Reading Marx by Slavoj Žižek, Frank Ruda, and Agon Hamza

Polity Press, $33.95 pb, 175 pp, 9781509521418

Reading Marx by Slavoj Žižek, Frank Ruda, and Agon Hamza

by
September 2018, no. 404

According to one of Karl Marx’s most quoted formulations, history always repeats itself twice, first as tragedy, then as farce. One may see the famous – and, of course, infamous – nineteenth-century German radical according to his own schema. We may imagine the severe, thickly bearded founder of dialectical materialism as a modern, tragic reincarnation of the historical figure of the revolutionary: a Dickensian, poverty-stricken exile in place of the rebellious tribunes and slave rebels of ancient Rome. If so, can we not also view the current revival of interest in Marx and his politics as anything other than farcical?
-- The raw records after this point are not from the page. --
//! Command interpreter: turns one received line into an ordered list of [`Step`]s.
//!
//! A line is one of
//! - a macro chain, segments joined by `||` and run left to right with a pause
//!   after every split-off segment,
//! - a single `!` directive, see [`crate::directive`],
//! - literal text, typed character by character.
//!
//! Steps are produced lazily and without allocation, so the same
//! [`Interpretation`] can be dispatched or inspected any number of times.

use core::str::Utf8Chunks;

use embassy_time::Duration;
use keybridge_types::action::KeyAction;
use keybridge_types::keycode::HidKeyCode;

use crate::config::InterpreterConfig;
use crate::directive::{self, Expansion};
use crate::fmt::Text;

/// Delimiter between the segments of a macro chain
pub const MACRO_DELIMITER: &[u8] = b"||";
/// Acknowledgment sent back to the transport after every non-empty write
pub const ACK: &[u8] = b"OK";

/// One unit of work for the dispatcher
#[derive(Debug, Clone, Copy, PartialEq, Eq)]
#[cfg_attr(feature = "defmt", derive(defmt::Format))]
pub enum Step {
    /// Forward to the key action sink
    Key(KeyAction),
    /// Pause before the next step
    Wait(Duration),
}

/// How a received line was classified
#[derive(Debug, Clone, Copy, PartialEq, Eq)]
#[cfg_attr(feature = "defmt", derive(defmt::Format))]
pub enum InputKind {
    /// Nothing left after trimming
    Empty,
    /// Contains `||`
    MacroChain,
    /// Starts with `!`
    Directive,
    /// Everything else, typed from the untrimmed bytes
    Literal,
}

/// Result of interpreting one received line
#[derive(Debug, Clone, Copy)]
pub struct Interpretation<'a> {
    raw: &'a [u8],
    input: &'a [u8],
    kind: InputKind,
    segment_delay: Duration,
}

/// Interpret one write event received from the transport.
pub fn interpret<'a>(raw: &'a [u8], config: &InterpreterConfig) -> Interpretation<'a> {
    let input = trim(raw);
    if !raw.is_empty() {
        info!("Received: [{}]", Text(input));
    }

    let kind = if input.is_empty() {
        InputKind::Empty
    } else if find(input, MACRO_DELIMITER).is_some() {
        InputKind::MacroChain
    } else if input.starts_with(b"!") {
        InputKind::Directive
    } else {
        InputKind::Literal
    };

    Interpretation {
        raw,
        input,
        kind,
        segment_delay: config.segment_delay,
    }
}

impl<'a> Interpretation<'a> {
    pub fn kind(&self) -> InputKind {
        self.kind
    }

    /// The trimmed input
    pub fn input(&self) -> &'a [u8] {
        self.input
    }

    /// Payload to notify once every step has been dispatched.
    ///
    /// Any non-empty write is acknowledged, even when it produced no key action.
    pub fn acknowledgment(&self) -> Option<&'static [u8]> {
        if self.raw.is_empty() { None } else { Some(ACK) }
    }

    /// A fresh iterator over every step of this line
    pub fn steps(&self) -> Steps<'a> {
        let (current, rest) = match self.kind {
            InputKind::Empty => (SegmentSteps::Idle, None),
            InputKind::MacroChain => (SegmentSteps::Idle, Some(self.input)),
            InputKind::Directive => (SegmentSteps::Directive(directive::resolve(self.input)), None),
            InputKind::Literal => (SegmentSteps::Text(TextSteps::new(self.raw)), None),
        };
        Steps {
            current,
            rest,
            pending_wait: false,
            segment_delay: self.segment_delay,
        }
    }
}

impl<'a> IntoIterator for &Interpretation<'a> {
    type Item = Step;
    type IntoIter = Steps<'a>;

    fn into_iter(self) -> Self::IntoIter {
        self.steps()
    }
}

/// Iterator over the steps of one [`Interpretation`]
#[derive(Debug, Clone)]
pub struct Steps<'a> {
    current: SegmentSteps<'a>,
    // Unsplit remainder of a macro chain
    rest: Option<&'a [u8]>,
    pending_wait: bool,
    segment_delay: Duration,
}

impl Iterator for Steps<'_> {
    type Item = Step;

    fn next(&mut self) -> Option<Step> {
        loop {
            if let Some(step) = self.current.next() {
                return Some(step);
            }
            if self.pending_wait {
                self.pending_wait = false;
                return Some(Step::Wait(self.segment_delay));
            }

            let rest = self.rest.take()?;
            match find(rest, MACRO_DELIMITER) {
                Some(pos) => {
                    self.current = SegmentSteps::segment(trim(&rest[..pos]));
                    self.rest = Some(&rest[pos + MACRO_DELIMITER.len()..]);
                    self.pending_wait = true;
                }
                None => self.current = SegmentSteps::segment(trim(rest)),
            }
        }
    }
}

#[derive(Debug, Clone)]
enum SegmentSteps<'a> {
    Idle,
    Text(TextSteps<'a>),
    Directive(Expansion),
}

impl<'a> SegmentSteps<'a> {
    /// Steps of one trimmed macro chain segment
    fn segment(segment: &'a [u8]) -> Self {
        if segment.is_empty() {
            return SegmentSteps::Idle;
        }
        debug!("Macro segment: [{}]", Text(segment));
        if segment.starts_with(b"!") {
            SegmentSteps::Directive(directive::resolve(segment))
        } else {
            SegmentSteps::Text(TextSteps::new(segment))
        }
    }
}

impl Iterator for SegmentSteps<'_> {
    type Item = Step;

    fn next(&mut self) -> Option<Step> {
        match self {
            SegmentSteps::Idle => None,
            SegmentSteps::Text(text) => text.next(),
            SegmentSteps::Directive(expansion) => expansion.next(),
        }
    }
}

/// Types text one character at a time.
///
/// `\n` is an Enter tap and `\r` is skipped. Every invalid UTF-8 sequence is
/// typed as a single U+FFFD.
#[derive(Debug, Clone)]
struct TextSteps<'a> {
    chunks: Utf8Chunks<'a>,
    valid: core::str::Chars<'a>,
    // Invalid bytes at the end of the current chunk
    invalid: bool,
    release_enter: bool,
}

impl<'a> TextSteps<'a> {
    fn new(text: &'a [u8]) -> Self {
        Self {
            chunks: text.utf8_chunks(),
            valid: "".chars(),
            invalid: false,
            release_enter: false,
        }
    }

    fn next_char(&mut self) -> Option<char> {
        loop {
            if let Some(c) = self.valid.next() {
                return Some(c);
            }
            if self.invalid {
                self.invalid = false;
                return Some(char::REPLACEMENT_CHARACTER);
            }
            let chunk = self.chunks.next()?;
            self.valid = chunk.valid().chars();
            self.invalid = !chunk.invalid().is_empty();
        }
    }
}

impl Iterator for TextSteps<'_> {
    type Item = Step;

    fn next(&mut self) -> Option<Step> {
        if self.release_enter {
            self.release_enter = false;
            return Some(Step::Key(KeyAction::Release(HidKeyCode::Enter)));
        }
        loop {
            match self.next_char()? {
                '\r' => continue,
                '\n' => {
                    self.release_enter = true;
                    return Some(Step::Key(KeyAction::Press(HidKeyCode::Enter)));
                }
                c => return Some(Step::Key(KeyAction::Type(c))),
            }
        }
    }
}

fn is_trimmed(b: &u8) -> bool {
    matches!(b, b' ' | b'\t' | b'\r' | b'\n')
}

/// Strip space, tab, CR and LF from both ends.
pub fn trim(s: &[u8]) -> &[u8] {
    let start = s.iter().position(|b| !is_trimmed(b)).unwrap_or(s.len());
    let end = s.iter().rposition(|b| !is_trimmed(b)).map_or(start, |i| i + 1);
    &s[start..end]
}

/// Position of the first occurrence of `needle` in `haystack`
fn find(haystack: &[u8], needle: &[u8]) -> Option<usize> {
    haystack.windows(needle.len()).position(|w| w == needle)
}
Consider the melodrama around the unveiling of a rather uninspiring statue to commemorate the two hundredth anniversary of the philosopher’s birth in his native city of Trier, donated by one of the most ruthless capitalist forces in human history, the hilariously titled current ‘Communist Party’ of China. The apparent opposition between the local city authorities’ desperate desire to attract Chinese capital and tourists, and the demonstrations against the raising of the statue (led by a dubious amalgam of fascists and New Ageists) is not dissimilar to an episode of the comedy television show Parks and Recreation. At the time of writing, no Marxist hashtag campaign has either been launched or endorsed by ‘woke’ multibillionaire celebrities, but Teen Vogue’s recent article profiling the ‘anti-capitalist scholar’ alongside the promotion of $850 Crocs slippers is nothing if not farcical.